Lo más recomendado son los lubricantes con base de agua por su compatibilidad con todo tipo de juguetes. Para el sexo anal es mejor optar por lubricantes con una textura más densa. Existen lubricantes específicos formulados para esta práctica. También se pueden encontrar lubricantes anales con un ligero efecto anestésico para los más principiantes.

Posturas recomendadas para practicar pegging

Para empezar a explorar el pegging, algunas posturas que pueden resultar cómodas son:

– Misionero con las piernas levantadas: Permite a la mujer un buen control del movimiento y al hombre relajar la zona del ano.

– Perrito: La mujer se coloca detrás controlando la penetración y el hombre puede regular la profundidad.

– Vaquero inverso: El hombre se sienta encima del dildo sostenido por la mujer y es él quien controla el ritmo.

– De lado: Ambos se colocan de lado, el hombre delante dando la espalda a la mujer.
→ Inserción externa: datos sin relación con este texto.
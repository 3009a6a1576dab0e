//! Central parser for raw `getUpdates` entries.
//!
//! Every optional field is defaulted here, once: missing names become empty
//! strings, missing ids become zero and a missing reply becomes `None`. Anything
//! that cannot be routed safely is reported as [`Error::MalformedUpdate`].

use serde::Deserialize;
use serde_json::Value;

use crate::{
    domain::{ChatId, MessageId, MessageRef, UpdateId, UserId},
    errors::Error,
    model::types::display_name,
    Result,
};

/// One parsed update.
#[derive(Clone, Debug, PartialEq, Eq)]
pub struct Update {
    pub id: UpdateId,
    pub kind: UpdateKind,
}

#[derive(Clone, Debug, PartialEq, Eq)]
pub enum UpdateKind {
    Message(IncomingMessage),
    Callback(IncomingCallback),
    /// Any other update type (edited messages, polls, ...); carries the field name.
    Unknown(String),
}

#[derive(Clone, Debug, Default, PartialEq, Eq)]
pub struct Sender {
    pub id: UserId,
    /// First and last name joined by a space, trimmed.
    pub full_name: String,
    pub username: Option<String>,
    pub is_bot: bool,
}

#[derive(Clone, Debug, Default, PartialEq, Eq)]
pub struct ChatRef {
    pub id: ChatId,
    /// `private`, `group`, `supergroup` or `channel`; empty when unknown.
    pub kind: String,
}

#[derive(Clone, Debug, Default, PartialEq, Eq)]
pub struct ReplyTo {
    pub message_id: MessageId,
    pub from: Sender,
}

#[derive(Clone, Debug, Default, PartialEq, Eq)]
pub struct IncomingMessage {
    pub message_id: MessageId,
    pub chat: ChatRef,
    pub from: Sender,
    pub text: String,
    pub date: i64,
    pub reply_to: Option<ReplyTo>,
}

impl IncomingMessage {
    pub fn message_ref(&self) -> MessageRef {
        MessageRef {
            chat_id: self.chat.id,
            message_id: self.message_id,
        }
    }
}

#[derive(Clone, Debug, Default, PartialEq, Eq)]
pub struct IncomingCallback {
    pub id: String,
    pub from: Sender,
    /// Message the pressed button was attached to (default when not available).
    pub message: IncomingMessage,
    pub chat_instance: String,
    pub data: Option<String>,
}

#[derive(Debug, Deserialize)]
struct RawUpdate {
    update_id: i64,
    message: Option<RawMessage>,
    callback_query: Option<RawCallback>,
}

#[derive(Debug, Default, Deserialize)]
#[serde(default)]
struct RawMessage {
    message_id: i64,
    date: i64,
    from: Option<RawUser>,
    chat: Option<RawChat>,
    text: Option<String>,
    reply_to_message: Option<Box<RawMessage>>,
}

#[derive(Debug, Default, Deserialize)]
#[serde(default)]
struct RawUser {
    id: i64,
    is_bot: bool,
    first_name: String,
    last_name: Option<String>,
    username: Option<String>,
}

#[derive(Debug, Default, Deserialize)]
#[serde(default)]
struct RawChat {
    id: i64,
    #[serde(rename = "type")]
    kind: String,
}

#[derive(Debug, Default, Deserialize)]
#[serde(default)]
struct RawCallback {
    id: Option<String>,
    from: Option<RawUser>,
    message: Option<RawMessage>,
    chat_instance: Option<String>,
    data: Option<String>,
}

/// Read `update_id` without validating the rest of the update.
///
/// Lets the poll loop advance past an update it could not parse.
pub fn peek_update_id(raw: &Value) -> Option<UpdateId> {
    raw.get("update_id").and_then(Value::as_i64).map(UpdateId)
}

/// Parse one raw update into a routable [`Update`].
pub fn parse_update(raw: &Value) -> Result<Update> {
    if !raw.is_object() {
        return Err(Error::MalformedUpdate(format!(
            "expected an object, got {}",
            json_kind(raw)
        )));
    }

    let parsed =
        RawUpdate::deserialize(raw).map_err(|e| Error::MalformedUpdate(e.to_string()))?;
    let id = UpdateId(parsed.update_id);

    // Callback first: a callback update is never routed as a command.
    if let Some(cb) = parsed.callback_query {
        let callback_id = cb
            .id
            .filter(|s| !s.is_empty())
            .ok_or_else(|| {
                Error::MalformedUpdate(format!("update {}: callback_query has no id", id.0))
            })?;
        return Ok(Update {
            id,
            kind: UpdateKind::Callback(IncomingCallback {
                id: callback_id,
                from: cb.from.map(sender).unwrap_or_default(),
                message: cb.message.map(message).unwrap_or_default(),
                chat_instance: cb.chat_instance.unwrap_or_default(),
                data: cb.data,
            }),
        });
    }

    if let Some(msg) = parsed.message {
        return Ok(Update {
            id,
            kind: UpdateKind::Message(message(msg)),
        });
    }

    let other = raw
        .as_object()
        .and_then(|m| m.keys().find(|k| k.as_str() != "update_id").cloned())
        .unwrap_or_else(|| "empty".to_string());
    Ok(Update {
        id,
        kind: UpdateKind::Unknown(other),
    })
}

fn message(raw: RawMessage) -> IncomingMessage {
    let chat = raw.chat.unwrap_or_default();
    IncomingMessage {
        message_id: MessageId(raw.message_id),
        chat: ChatRef {
            id: ChatId(chat.id),
            kind: chat.kind,
        },
        from: raw.from.map(sender).unwrap_or_default(),
        text: raw.text.unwrap_or_default(),
        date: raw.date,
        reply_to: raw.reply_to_message.map(|r| ReplyTo {
            message_id: MessageId(r.message_id),
            from: r.from.map(sender).unwrap_or_default(),
        }),
    }
}

fn sender(raw: RawUser) -> Sender {
    Sender {
        id: UserId(raw.id),
        full_name: display_name(&raw.first_name, raw.last_name.as_deref()),
        username: raw.username,
        is_bot: raw.is_bot,
    }
}

fn json_kind(v: &Value) -> &'static str {
    match v {
        Value::Null => "null",
        Value::Bool(_) => "a boolean",
        Value::Number(_) => "a number",
        Value::String(_) => "a string",
        Value::Array(_) => "an array",
        Value::Object(_) => "an object",
    }
}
Es una postura cómoda para ir despacio.

En definitiva, el pegging es una práctica sexual que puede aportar mucho placer a la pareja, permitiendo explorar nuevas sensaciones y dinámicas. Lo importante es dialogar y que haya acuerdo y comodidad por parte de ambos. Las claves son ir despacio, con mucho lubricante, delicadeza y escuchando al otro. Animamos a las parejas a iniciarse poco a poco en este apasionante mundo, siempre desde el respeto y el consenso.